### How to complete this task
Show every line in the records below that contains the word "impl".

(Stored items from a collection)
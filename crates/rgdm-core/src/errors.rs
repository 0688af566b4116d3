use thiserror::Error;

/// Error type for invalid inputs and configuration.
///
/// Non-convergence is never an error: it is reported through
/// [`Convergence`](crate::balancer::Convergence) instead.
#[derive(Error, Debug)]
pub enum RGDMError {
    #[error("Required option `{0}` is missing")]
    MissingOption(String),
    #[error("Invalid parameter `{name}`: {reason}")]
    InvalidParameter { name: String, reason: String },
    #[error("Invalid value for {field}: {value} ({context})")]
    InvalidValue {
        field: String,
        value: String,
        context: String,
    },
    #[error("Zone `{0}` is defined more than once")]
    DuplicateZone(String),
    #[error("Pair {origin} -> {destination} appears more than once")]
    DuplicatePair { origin: String, destination: String },
    #[error("Zone `{0}` is referenced by a friction record but has no totals")]
    UnknownZone(String),
    #[error("Column `{column}` not found in {table} table")]
    MissingColumn { column: String, table: String },
    #[error("Empty input: {0}")]
    EmptyInput(String),
    #[error(transparent)]
    Csv(#[from] csv::Error),
    #[error(transparent)]
    Io(#[from] std::io::Error),
}

impl RGDMError {
    /// Create an [`RGDMError::InvalidParameter`].
    pub fn invalid_parameter(name: &str, reason: impl Into<String>) -> Self {
        RGDMError::InvalidParameter {
            name: name.to_string(),
            reason: reason.into(),
        }
    }

    /// Whether the error belongs to the configuration class.
    ///
    /// Configuration errors are raised before any iteration runs: missing
    /// options or columns, non-positive tolerances or caps, and inputs that
    /// violate the data model.
    pub fn is_configuration(&self) -> bool {
        !matches!(self, RGDMError::Csv(_) | RGDMError::Io(_))
    }
}

/// Convenience type for `Result<T, RGDMError>`.
pub type RGDMResult<T> = Result<T, RGDMError>;

#[cfg(test)]
mod tests {
    use super::*;

    #[test]
    fn test_configuration_class() {
        assert!(RGDMError::MissingOption("zone_id".to_string()).is_configuration());
        assert!(RGDMError::invalid_parameter("tolerance", "must be positive").is_configuration());

        let io = std::io::Error::new(std::io::ErrorKind::NotFound, "gone");
        assert!(!RGDMError::from(io).is_configuration());
    }

    #[test]
    fn test_messages() {
        let err = RGDMError::MissingColumn {
            column: "o_total".to_string(),
            table: "zone".to_string(),
        };
        assert_eq!(err.to_string(), "Column `o_total` not found in zone table");

        let err = RGDMError::invalid_parameter("max_iterations", "must be greater than zero");
        assert_eq!(
            err.to_string(),
            "Invalid parameter `max_iterations`: must be greater than zero"
        );
    }
}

### Response below
impl RGDMError {
    pub fn invalid_parameter(name: &str, reason: impl Into<String>) -> Self {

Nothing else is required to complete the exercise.